The US property prices retain an upbeat outlook as they continue to rise at an average of more than 11% since last year. Last month, analysts polled by Reuters said that the current upswing in housing prices is likely to continue throughout the year with two-thirds of the 34 analysts expressing an optimistic view of the market.

This creates an exciting opportunity for property market investors looking to profit from US real estate. However, while this may be exciting to investors, people looking to buy houses for ownership may not be as eager.

                                                                Image Source: Unsplash

Time to bet on the housing boom?

Data shows the US 30-year mortgage rate rose to an average of 3.3% this year. Last week, the rate fell to 3.08% after the housing bull-run decided to take a breather. It is expected to rise higher to 3.6% next year before reaching pre-covid highs in 2023. The problem is that the current mortgage rates are too high given the prevailing Funds Rate of just 0.25%. It could get higher if the Federal Reserve decided to hike rates in the foreseeable future. 

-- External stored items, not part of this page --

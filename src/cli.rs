use std::path::PathBuf;

use clap::Parser;
use lightlvl_config::CONFIG_FILE_NAME;

/// Headless demo host: a generated world, a walking player and the light level overlay.
///
/// Commands are read from stdin one per line, e.g. `.lightlvl`, `.lightlvl radius 12`.
#[derive(Debug, Parser)]
#[command(name = "lightlvl", version)]
pub struct Cli {
    /// Settings file; created with defaults if missing.
    #[arg(long, default_value = CONFIG_FILE_NAME)]
    pub config: PathBuf,

    #[arg(long, default_value_t = 1337)]
    pub seed: i32,

    /// Loaded columns span -N..=N on x and z.
    #[arg(long, default_value_t = 48)]
    pub world_radius: i32,

    /// Stop after this many frames; 0 runs until stdin closes.
    #[arg(long, default_value_t = 0)]
    pub frames: u64,

    #[arg(long, default_value_t = 100)]
    pub period_ms: u64,

    /// Reload the settings file when it changes on disk.
    #[arg(long)]
    pub watch_config: bool,

    /// Start scanning without waiting for a command.
    #[arg(long)]
    pub start: bool,
}
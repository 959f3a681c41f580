//! Host world seam and an in-memory grid host.
#![forbid(unsafe_code)]

pub mod grid;
pub mod host;
pub mod terrain;

pub use grid::{Block, VoxelGrid};
pub use host::{BlockQuery, LightChannel, PlayerSource, QueryError, SharedPlayer};
pub use terrain::TerrainParams;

The good news is that no hike is expected until at least the next presidential election. This could be an opportunity to bet the US housing market’s bull-run. While prices may seem high, they are only likely to go higher unless a housing market crash occurs. 

One of the factors that investors may want to consider when investing in the US property market is that states have different property tax laws. So, don’t invest too much to overburden your tax liability. Some people have lost their properties for failing to foresee such situations. It has led to the rise of property tax loan firms that try to bail out those who get stuck paying their property taxes.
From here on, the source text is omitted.